-
Notifications
You must be signed in to change notification settings - Fork 913
Description
Important notices
- I have read the contributing guide lines at https://github.com/opnsense/core/blob/master/CONTRIBUTING.md
- I am convinced that my issue is new after having checked both open and closed issues at https://github.com/opnsense/core/issues?q=is%3Aissue
Describe the bug
The caching mechanism added in #7515 has a race condition in script_output.py's execute() method. The class-level Action.cached_results dict is shared across all configd worker threads with no synchronization. When multiple API calls arrive concurrently, two threads can race on the cache cleanup loop:
# Thread A iterates cached keys
for key in list(Action.cached_results.keys()):
if Action.cached_results[key]['expire'] < now: # Thread A reads key
os.remove(Action.cached_results[key]['filename']) # Thread B deletes key first → KeyError
del Action.cached_results[key]Thread A snapshots the keys and begins iterating. Thread B concurrently expires and deletes the same key. Thread A then hits a KeyError on line 71 or 72.
To reproduce
Any frequent API poller triggers this reliably. In my case, opnsense-exporter scraped by Prometheus every 15 seconds. Each scrape fires multiple concurrent OPNsense API calls (gateways, services, firewall stats), each spawning a configd thread that enters the cache cleanup path.
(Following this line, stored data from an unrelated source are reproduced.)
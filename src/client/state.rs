use chrono::{DateTime, Duration, Utc};
use serde::{Deserialize, Serialize};

use crate::domain::JobRecord;

/// Storage key of the in-progress marker for a company
pub fn state_key(company_key: &str) -> String {
    format!("scrape_state:{}", company_key)
}

/// Storage key of the cached completed result for a company
pub fn result_key(company_key: &str) -> String {
    format!("scrape_result:{}", company_key)
}

/// Durable "a run is in progress" marker that survives client restarts
#[derive(Debug, Clone, PartialEq, Eq, Serialize, Deserialize)]
pub struct ClientRunState {
    pub is_active: bool,
    pub timestamp: DateTime<Utc>,
    pub company_key: String,
    pub source_url: String,
}

impl ClientRunState {
    pub fn active(
        company_key: impl Into<String>,
        source_url: impl Into<String>,
        now: DateTime<Utc>,
    ) -> Self {
        Self {
            is_active: true,
            timestamp: now,
            company_key: company_key.into(),
            source_url: source_url.into(),
        }
    }

    pub fn is_stale(&self, now: DateTime<Utc>, window: Duration) -> bool {
        now - self.timestamp > window
    }
}

/// Records observed when a run finished, cached per company
#[derive(Debug, Clone, PartialEq, Eq, Serialize, Deserialize)]
pub struct RunResult {
    pub company_key: String,
    pub records: Vec<JobRecord>,
    pub completed_at: DateTime<Utc>,
}
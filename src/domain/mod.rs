pub mod identity;
pub mod job_record;
pub mod scrape_run;

pub use identity::{company_key_from_url, normalize_company, normalize_title};
pub use job_record::{parse_salary_range, JobRecord};
pub use scrape_run::{RunOutcome, RunStatus, ScrapeRun, ABANDONED_RUN_ERROR};
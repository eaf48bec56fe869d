use chrono::{DateTime, Utc};
use serde::{Deserialize, Serialize};
use validator::Validate;

use crate::domain::{parse_salary_range, JobRecord};

/// Skills arrive either as a list or as one comma-separated string
#[derive(Debug, Clone, PartialEq, Deserialize, Serialize)]
#[serde(untagged)]
pub enum SkillsField {
    List(Vec<String>),
    Text(String),
}

impl SkillsField {
    pub fn into_vec(self) -> Vec<String> {
        match self {
            SkillsField::List(skills) => skills,
            SkillsField::Text(raw) => raw.split(',').map(str::to_string).collect(),
        }
    }
}

/// One record of an import payload, as loose as scrapers produce them
#[derive(Debug, Clone, Deserialize, Serialize, Validate)]
pub struct ImportRecord {
    #[validate(length(min = 1, max = 200, message = "Company must be between 1 and 200 characters"))]
    pub company: String,

    #[validate(length(min = 1, max = 300, message = "Title must be between 1 and 300 characters"))]
    pub title: String,

    #[serde(default)]
    #[validate(length(max = 200, message = "Location must be at most 200 characters"))]
    pub location: Option<String>,

    #[serde(default)]
    pub department: Option<String>,

    /// Free-form range such as `"$120k - $150k"`
    #[serde(default)]
    pub salary: Option<String>,

    #[serde(default)]
    #[validate(range(min = 0, message = "salary_min must not be negative"))]
    pub salary_min: Option<i32>,

    #[serde(default)]
    #[validate(range(min = 0, message = "salary_max must not be negative"))]
    pub salary_max: Option<i32>,

    #[serde(default)]
    pub skills: Option<SkillsField>,

    #[serde(default, alias = "url")]
    pub source_url: Option<String>,

    #[serde(default)]
    pub scraped_at: Option<DateTime<Utc>>,
}

impl ImportRecord {
    /// Normalize into a stored record; explicit bounds win over `salary`
    pub fn into_record(self, now: DateTime<Utc>) -> JobRecord {
        let (parsed_min, parsed_max) = self
            .salary
            .as_deref()
            .map(parse_salary_range)
            .unwrap_or((None, None));

        let mut record = JobRecord::new(
            self.company.trim(),
            self.title.trim(),
            self.location.as_deref().map(str::trim).unwrap_or_default(),
            self.source_url.unwrap_or_default(),
            self.scraped_at.unwrap_or(now),
        )
        .with_salary(self.salary_min.or(parsed_min), self.salary_max.or(parsed_max));

        if let Some(department) = self.department.filter(|d| !d.trim().is_empty()) {
            record = record.with_department(department.trim());
        }
        if let Some(skills) = self.skills {
            record = record.with_skills(skills.into_vec());
        }
        record
    }
}

/// Body of `POST /jobs/import`
#[derive(Debug, Deserialize, Serialize, Validate)]
pub struct ImportRequest {
    #[validate(length(min = 1, max = 5000, message = "Between 1 and 5000 records per import"))]
    pub records: Vec<ImportRecord>,
}

/// Uploaded files may hold `{"records": [...]}` or a bare array
#[derive(Debug, Deserialize)]
#[serde(untagged)]
pub enum ImportPayload {
    Wrapped(ImportRequest),
    Bare(Vec<ImportRecord>),
}

impl ImportPayload {
    pub fn into_records(self) -> Vec<ImportRecord> {
        match self {
            ImportPayload::Wrapped(request) => request.records,
            ImportPayload::Bare(records) => records,
        }
    }
}

/// Error details for a rejected record
#[derive(Debug, Serialize, Deserialize)]
pub struct RecordError {
    pub title: String,
    pub errors: Vec<String>,
}

/// Response for bulk import
#[derive(Debug, Serialize, Deserialize)]
pub struct ImportResponse {
    pub message: String,
    pub inserted: usize,
    pub skipped: usize,
    pub errors: Vec<RecordError>,
}

/// Optional `?company=` filter
#[derive(Debug, Default, Deserialize, Serialize)]
pub struct CompanyFilter {
    #[serde(default)]
    pub company: Option<String>,
}

#[derive(Debug, Serialize, Deserialize)]
pub struct ListResponse {
    pub count: usize,
    pub records: Vec<JobRecord>,
}

#[derive(Debug, Serialize, Deserialize)]
pub struct DeleteResponse {
    pub message: String,
    pub removed: u64,
}
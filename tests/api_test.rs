use std::sync::Arc;
use std::time::Duration;

use actix_web::http::StatusCode;
use actix_web::{App, test};
use async_trait::async_trait;
use serde_json::{Value, json};
use tokio::sync::Semaphore;

use scrape_runner::api::scrape::dto::StartScrapeRequest;
use scrape_runner::app::{AppState, Backend};
use scrape_runner::clock::{Clock, SystemClock};
use scrape_runner::worker::{ExtractError, ExtractionWorker, PageFetcher};

const CAREERS_PAGE: &str = r#"
    <html><body>
      <a href="/careers/platform-engineer" data-location="Berlin">Platform Engineer</a>
      <a href="/careers/data-scientist" data-location="Remote">Data Scientist</a>
      <a href="/careers/">View all roles</a>
    </body></html>
"#;

/// Serves the careers page once per permit added to `gate`
struct GatedFetcher {
    gate: Arc<Semaphore>,
}

#[async_trait]
impl PageFetcher for GatedFetcher {
    async fn fetch(&self, _url: &str) -> Result<String, ExtractError> {
        let permit = self
            .gate
            .acquire()
            .await
            .map_err(|e| ExtractError::Request(e.to_string()))?;
        permit.forget();
        Ok(CAREERS_PAGE.to_string())
    }
}

struct TestApp {
    state: AppState,
    gate: Arc<Semaphore>,
}

impl TestApp {
    /// `open` lets every fetch through immediately
    fn new(open: bool) -> Self {
        let gate = Arc::new(Semaphore::new(if open { Semaphore::MAX_PERMITS } else { 0 }));
        let clock: Arc<dyn Clock> = Arc::new(SystemClock);
        let backend = Backend::in_memory(clock.clone(), chrono::Duration::minutes(15));
        let worker = ExtractionWorker::new(
            Arc::new(GatedFetcher { gate: gate.clone() }),
            backend.registry.clone(),
            backend.store.clone(),
            clock.clone(),
            Duration::from_secs(5),
        );
        Self {
            state: AppState::new(&backend, worker, 2, clock),
            gate,
        }
    }

    fn release(&self) {
        self.gate.add_permits(1);
    }
}

macro_rules! service {
    ($test_app:expr) => {{
        let state = $test_app.state.clone();
        test::init_service(App::new().configure(move |cfg| state.configure(cfg))).await
    }};
}

async fn settle() {
    tokio::time::sleep(Duration::from_millis(10)).await;
}

#[actix_web::test]
async fn test_start_is_accepted_and_records_appear_in_summary() {
    let test_app = TestApp::new(true);
    let app = service!(test_app);

    let req = test::TestRequest::post()
        .uri("/scrape")
        .set_json(json!({"source_url": "https://acme.com/careers"}))
        .to_request();
    let resp = test::call_service(&app, req).await;
    assert_eq!(resp.status(), StatusCode::ACCEPTED);
    let body: Value = test::read_body_json(resp).await;
    assert_eq!(body["status"], "started");
    assert_eq!(body["company_key"], "acme");
    assert!(body["run_id"].is_string());

    let mut status = Value::Null;
    for _ in 0..100 {
        settle().await;
        let req = test::TestRequest::get().uri("/scrape-status?company=acme").to_request();
        status = test::call_and_read_body_json(&app, req).await;
        if status["is_active"] == false {
            break;
        }
    }
    assert_eq!(status["status"], "completed");
    assert_eq!(status["inserted"], 2);
    assert_eq!(status["skipped"], 0);

    let req = test::TestRequest::get().uri("/summary?company=acme").to_request();
    let summary: Value = test::call_and_read_body_json(&app, req).await;
    assert_eq!(summary["record_count"], 2);
}

#[actix_web::test]
async fn test_second_start_while_active_is_rejected_with_409() {
    let test_app = TestApp::new(false);
    let app = service!(test_app);

    let start = || {
        test::TestRequest::post()
            .uri("/scrape")
            .set_json(json!({"source_url": "https://acme.com/careers"}))
            .to_request()
    };

    let first = test::call_service(&app, start()).await;
    assert_eq!(first.status(), StatusCode::ACCEPTED);
    let first: Value = test::read_body_json(first).await;

    let second = test::call_service(&app, start()).await;
    assert_eq!(second.status(), StatusCode::CONFLICT);
    let second: Value = test::read_body_json(second).await;
    assert_eq!(second["status"], "already_active");
    assert_eq!(second["run_id"], first["run_id"]);

    let req = test::TestRequest::get().uri("/scrape-status?company=acme").to_request();
    let status: Value = test::call_and_read_body_json(&app, req).await;
    assert_eq!(status["is_active"], true);
    assert_eq!(status["status"], "active");

    test_app.release();
    for _ in 0..100 {
        settle().await;
        let req = test::TestRequest::get().uri("/scrape-status?company=acme").to_request();
        let status: Value = test::call_and_read_body_json(&app, req).await;
        if status["is_active"] == false {
            assert_eq!(status["status"], "completed");
            return;
        }
    }
    panic!("run never completed");
}

#[actix_web::test]
async fn test_clear_releases_the_company_while_worker_finishes() {
    let test_app = TestApp::new(false);
    let app = service!(test_app);

    let req = test::TestRequest::post()
        .uri("/scrape")
        .set_json(json!({"source_url": "https://acme.com/careers"}))
        .to_request();
    assert_eq!(test::call_service(&app, req).await.status(), StatusCode::ACCEPTED);

    let req = test::TestRequest::delete().uri("/scrape-status?company=acme").to_request();
    let cleared = test::call_service(&app, req).await;
    assert_eq!(cleared.status(), StatusCode::OK);

    let req = test::TestRequest::get().uri("/scrape-status?company=acme").to_request();
    let status: Value = test::call_and_read_body_json(&app, req).await;
    assert_eq!(status["is_active"], false);
    assert_eq!(status["status"], "idle");

    // The orphaned worker still imports but must not touch the cleared run
    test_app.release();
    let mut count = 0;
    for _ in 0..100 {
        settle().await;
        let req = test::TestRequest::get().uri("/summary?company=acme").to_request();
        let summary: Value = test::call_and_read_body_json(&app, req).await;
        count = summary["record_count"].as_u64().unwrap_or_default();
        if count > 0 {
            break;
        }
    }
    assert_eq!(count, 2);
    settle().await;

    let req = test::TestRequest::get().uri("/scrape-status?company=acme").to_request();
    let status: Value = test::call_and_read_body_json(&app, req).await;
    assert_eq!(status["status"], "idle");
}

#[actix_web::test]
async fn test_wait_mode_returns_records_and_is_idempotent() {
    let test_app = TestApp::new(true);
    let app = service!(test_app);

    let start = || {
        test::TestRequest::post()
            .uri("/scrape?wait=true")
            .set_json(json!({"source_url": "https://acme.com/careers", "company": "Acme"}))
            .to_request()
    };

    let first = test::call_service(&app, start()).await;
    assert_eq!(first.status(), StatusCode::OK);
    let first: Value = test::read_body_json(first).await;
    assert_eq!(first["status"], "completed");
    assert_eq!(first["inserted"], 2);
    assert_eq!(first["records"].as_array().map(Vec::len), Some(2));

    let second: Value = test::call_and_read_body_json(&app, start()).await;
    assert_eq!(second["inserted"], 0);
    assert_eq!(second["skipped"], 2);
    assert_eq!(second["records"].as_array().map(Vec::len), Some(2));
}

#[actix_web::test]
async fn test_abandoned_wait_request_still_completes_the_run() {
    let test_app = TestApp::new(false);
    let app = service!(test_app);
    let request = StartScrapeRequest {
        source_url: "https://acme.com/careers".to_string(),
        company: None,
    };

    // Caller gives up while the fetch is still blocked
    let abandoned =
        tokio::time::timeout(Duration::from_millis(50), test_app.state.scrape.start(&request, true))
            .await;
    assert!(abandoned.is_err());

    let req = test::TestRequest::get().uri("/scrape-status?company=acme").to_request();
    let status: Value = test::call_and_read_body_json(&app, req).await;
    assert_eq!(status["status"], "active");

    test_app.release();
    let mut status = Value::Null;
    for _ in 0..100 {
        settle().await;
        let req = test::TestRequest::get().uri("/scrape-status?company=acme").to_request();
        status = test::call_and_read_body_json(&app, req).await;
        if status["is_active"] == false {
            break;
        }
    }
    assert_eq!(status["status"], "completed");
    assert_eq!(status["inserted"], 2);

    test_app.state.workers.drain().await;
    assert_eq!(test_app.state.workers.in_flight(), 0);
}

#[actix_web::test]
async fn test_invalid_requests_are_rejected() {
    let test_app = TestApp::new(true);
    let app = service!(test_app);

    let req = test::TestRequest::post()
        .uri("/scrape")
        .set_json(json!({"source_url": "not a url"}))
        .to_request();
    let resp = test::call_service(&app, req).await;
    assert_eq!(resp.status(), StatusCode::BAD_REQUEST);
    let body: Value = test::read_body_json(resp).await;
    assert_eq!(body["error"], "Validation failed");
    assert!(body["fields"]["source_url"].is_object());

    let req = test::TestRequest::get().uri("/scrape-status").to_request();
    let resp = test::call_service(&app, req).await;
    assert_eq!(resp.status(), StatusCode::BAD_REQUEST);
}

#[actix_web::test]
async fn test_import_validates_per_record_and_skips_known_identities() {
    let test_app = TestApp::new(true);
    let app = service!(test_app);

    let payload = json!({"records": [
        {"company": "OpenAI", "title": "Research Engineer", "location": "San Francisco",
         "salary": "$245k - $440k", "skills": "Python, PyTorch"},
        {"company": "OpenAI", "title": "Applied Engineer", "location": "Remote",
         "skills": ["Rust"]},
        {"company": "OpenAI", "title": ""}
    ]});

    let req = test::TestRequest::post().uri("/jobs/import").set_json(&payload).to_request();
    let first: Value = test::call_and_read_body_json(&app, req).await;
    assert_eq!(first["inserted"], 2);
    assert_eq!(first["skipped"], 0);
    assert_eq!(first["errors"].as_array().map(Vec::len), Some(1));

    let req = test::TestRequest::post().uri("/jobs/import").set_json(&payload).to_request();
    let second: Value = test::call_and_read_body_json(&app, req).await;
    assert_eq!(second["inserted"], 0);
    assert_eq!(second["skipped"], 2);

    let req = test::TestRequest::get().uri("/jobs?company=OpenAI").to_request();
    let listed: Value = test::call_and_read_body_json(&app, req).await;
    assert_eq!(listed["count"], 2);
    let research = listed["records"]
        .as_array()
        .and_then(|records| records.iter().find(|r| r["title"] == "Research Engineer"))
        .cloned()
        .unwrap();
    assert_eq!(research["salary_min"], 245);
    assert_eq!(research["salary_max"], 440);
}

#[actix_web::test]
async fn test_audit_and_clean_duplicates() {
    let test_app = TestApp::new(true);
    let app = service!(test_app);

    let payload = json!({"records": [
        {"company": "OpenAI", "title": "Research Engineer", "location": "San Francisco",
         "scraped_at": "2024-01-01T00:00:00Z"},
        {"company": "openai", "title": "Research Engineer,", "location": "Remote",
         "scraped_at": "2024-01-02T00:00:00Z"},
        {"company": "OpenAI", "title": "Designer", "location": "Remote"}
    ]});
    let req = test::TestRequest::post().uri("/jobs/import").set_json(&payload).to_request();
    let imported: Value = test::call_and_read_body_json(&app, req).await;
    assert_eq!(imported["inserted"], 3);

    let req = test::TestRequest::get().uri("/jobs/duplicates").to_request();
    let report: Value = test::call_and_read_body_json(&app, req).await;
    assert_eq!(report["total_records"], 3);
    assert_eq!(report["duplicate_records"], 1);
    assert_eq!(report["companies"][0]["company_key"], "openai");
    assert_eq!(report["companies"][0]["unique_count"], 2);

    let req = test::TestRequest::post().uri("/jobs/clean-duplicates").to_request();
    let cleaned: Value = test::call_and_read_body_json(&app, req).await;
    assert_eq!(cleaned["removed_count"], 1);

    let req = test::TestRequest::post().uri("/jobs/clean-duplicates").to_request();
    let again: Value = test::call_and_read_body_json(&app, req).await;
    assert_eq!(again["removed_count"], 0);

    let req = test::TestRequest::get().uri("/jobs").to_request();
    let listed: Value = test::call_and_read_body_json(&app, req).await;
    assert_eq!(listed["count"], 2);
    let kept = listed["records"]
        .as_array()
        .and_then(|records| records.iter().find(|r| r["title"] != "Designer"))
        .cloned()
        .unwrap();
    assert_eq!(kept["location"], "San Francisco");
}

#[actix_web::test]
async fn test_delete_and_clear_records() {
    let test_app = TestApp::new(true);
    let app = service!(test_app);

    let payload = json!({"records": [
        {"company": "Acme", "title": "Platform Engineer"},
        {"company": "Globex", "title": "Platform Engineer"}
    ]});
    let req = test::TestRequest::post().uri("/jobs/import").set_json(&payload).to_request();
    test::call_service(&app, req).await;

    let req = test::TestRequest::get().uri("/jobs?company=acme").to_request();
    let listed: Value = test::call_and_read_body_json(&app, req).await;
    let id = listed["records"][0]["id"].as_str().unwrap().to_string();

    let req = test::TestRequest::delete().uri(&format!("/jobs/{}", id)).to_request();
    assert_eq!(test::call_service(&app, req).await.status(), StatusCode::OK);

    let req = test::TestRequest::delete().uri(&format!("/jobs/{}", id)).to_request();
    assert_eq!(test::call_service(&app, req).await.status(), StatusCode::NOT_FOUND);

    let req = test::TestRequest::delete().uri("/jobs/clear-all").to_request();
    let cleared: Value = test::call_and_read_body_json(&app, req).await;
    assert_eq!(cleared["removed"], 1);
}

#[actix_web::test]
async fn test_upload_imports_bare_array_file() {
    let test_app = TestApp::new(true);
    let app = service!(test_app);

    let boundary = "scrape-runner-boundary";
    let body = format!(
        "--{b}\r\n\
         Content-Disposition: form-data; name=\"file\"; filename=\"jobs.json\"\r\n\
         Content-Type: application/json\r\n\r\n\
         [{{\"company\": \"Acme\", \"title\": \"Platform Engineer\", \"url\": \"https://acme.com/careers/1\"}}]\r\n\
         --{b}--\r\n",
        b = boundary
    );

    let req = test::TestRequest::post()
        .uri("/jobs/import/upload")
        .insert_header((
            "content-type",
            format!("multipart/form-data; boundary={}", boundary),
        ))
        .set_payload(body)
        .to_request();
    let resp = test::call_service(&app, req).await;
    assert_eq!(resp.status(), StatusCode::OK);
    let imported: Value = test::read_body_json(resp).await;
    assert_eq!(imported["inserted"], 1);
}

#[actix_web::test]
async fn test_health_endpoints() {
    let test_app = TestApp::new(true);
    let app = service!(test_app);

    for uri in ["/health", "/ready", "/live"] {
        let req = test::TestRequest::get().uri(uri).to_request();
        assert_eq!(test::call_service(&app, req).await.status(), StatusCode::OK, "{}", uri);
    }
}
Within a few hours of a service configd restart, the cache re-corrupts and tracebacks recur every few minutes:
unable to sendback response for <uuid>, message was Traceback (most recent call last):
File "/usr/local/opnsense/service/modules/processhandler.py", line 188, in run
result = self.action_handler.execute(...)
File "/usr/local/opnsense/service/modules/processhandler.py", line 355, in execute
return action_obj.execute(action_params, message_uuid, connection)
File "/usr/local/opnsense/service/modules/actions/script_output.py", line 71, in execute
os.remove(Action.cached_results[key]['filename'])
KeyError: '<sha256_hash>'
Also seen on line 72 (del Action.cached_results[key]) and occasionally FileNotFoundError on /tmp/tmpcfd_* when two threads race to os.remove() the same temp file.
Expected behavior
Cache cleanup should be thread-safe. Concurrent API calls should not corrupt the shared cache dict.
Suggested fix
Wrap the cleanup loop in a try/except:
for key in list(Action.cached_results.keys()):
try:
if Action.cached_results[key]['expire'] < now:
try:
os.remove(Action.cached_results[key]['filename'])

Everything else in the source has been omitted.